Fooling the human via changes to images

Fooling the human via changes to images
Credit: OpenAI

Well, so much for an assumption that now sounds too easy to accept—that the magnificent human brain has it over a machine any day. Really? Do we interpret the world more accurately than a "convolutional neural network" can?

As Even Ackerman pointed out, "when a CNN [convolutional neural network] is presented with an image, it's looking at a static grid of rectangular pixels."

We look at images and see them correctly, such as humans and animals; CNNs look at things more like computers.

A research team is raising questions about easy assumptions, however. They are exploring what happens with adversarial examples with regard to humans.

Inputs to machine learning models designed to cause the models to make a mistake are "adversarial examples." Adversarial examples, as such, could potentially be dangerous.

Simply put, "Adversarial examples are malicious inputs designed to fool machine learning models," according to a Google Research page.

As a blog posting in OpenAI explained, attackers could target autonomous vehicles by using stickers or paint to create an adversarial stop sign that the vehicle would interpret as a 'yield' or other sign.

The researchers, in talking about machine learning models as vulnerable to adversarial examples, noted that small changes to images can cause computer vision models to make mistakes, such as identifying a school bus as an ostrich.

The blog from OpenAI referred to adversarial examples as representing a concrete problem in AI safety.

Having said that, what about adversarial examples fooling humans? Can that happen?

The team, said Even Ackerman in IEEE Spectrum, "decided to try and figure out whether the same techniques that fool can also fool the biological neural networks inside of our heads."
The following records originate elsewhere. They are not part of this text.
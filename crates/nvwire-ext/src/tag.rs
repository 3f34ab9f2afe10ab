//! Extension type tags.
//!
//! The editor advertises one msgpack extension type per remote object kind.
//! The table is fixed by the peer: Buffer = 0, Window = 1, Tabpage = 2.

use std::fmt;

use crate::error::ExtError;

/// Extension type tag identifying a handle variant on the wire.
#[derive(Debug, Clone, Copy, PartialEq, Eq, Hash, PartialOrd, Ord)]
pub enum ExtTag {
    Buffer,
    Window,
    Tabpage,
}

impl ExtTag {
    /// Every tag in wire order.
    pub const ALL: [ExtTag; 3] = [ExtTag::Buffer, ExtTag::Window, ExtTag::Tabpage];

    /// The wire code of this tag.
    pub const fn code(self) -> i8 {
        match self {
            ExtTag::Buffer => 0,
            ExtTag::Window => 1,
            ExtTag::Tabpage => 2,
        }
    }

    /// Look up a tag by wire code.
    pub const fn from_code(code: i8) -> Option<Self> {
        match code {
            0 => Some(ExtTag::Buffer),
            1 => Some(ExtTag::Window),
            2 => Some(ExtTag::Tabpage),
            _ => None,
        }
    }

    /// Type name as the editor reports it in its API metadata.
    pub const fn name(self) -> &'static str {
        match self {
            ExtTag::Buffer => "Buffer",
            ExtTag::Window => "Window",
            ExtTag::Tabpage => "Tabpage",
        }
    }

    /// Method prefix the editor uses for functions taking this handle.
    pub const fn api_prefix(self) -> &'static str {
        match self {
            ExtTag::Buffer => "nvim_buf_",
            ExtTag::Window => "nvim_win_",
            ExtTag::Tabpage => "nvim_tabpage_",
        }
    }
}

impl TryFrom<i8> for ExtTag {
    type Error = ExtError;

    fn try_from(code: i8) -> Result<Self, Self::Error> {
        Self::from_code(code).ok_or(ExtError::UnknownExtensionType(code))
    }
}

impl fmt::Display for ExtTag {
    fn fmt(&self, f: &mut fmt::Formatter<'_>) -> fmt::Result {
        f.write_str(self.name())
    }
}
The research paper describing their work is "Adversarial Examples that Fool both Human and Computer Vision," on arXiv.

"Here, we create the first adversarial examples designed to fool humans," they wrote. They found that "adversarial examples that strongly transfer across computer vision models influence the classifications made by time-limited human observers." (Ackerman noted that in the study, people only had between 60 and 70 milliseconds to look at each image and make a decision.)

IEEE Spectrum's Even Ackerman discussed what they did and presented a set of two images from Google Brain to support his explanation.

Ackerman showed "a picture of a cat on the left. On the right, can you tell whether it's a picture of the same cat, or a picture of a similar looking dog? The difference between the two pictures is that the one on the right has been tweaked a bit by an algorithm to make it difficult for a type of computer model called a convolutional neural network (CNN) to be able to tell what it really is. In this case, the CNN thinks it's looking at a dog rather than a cat, but what's remarkable is that most people think the same thing."

What? How can humans make the same mistake? Ackerman said it might be possible to target the development of an adversarial image at humans "by choosing models that match the human visual system as closely as possible."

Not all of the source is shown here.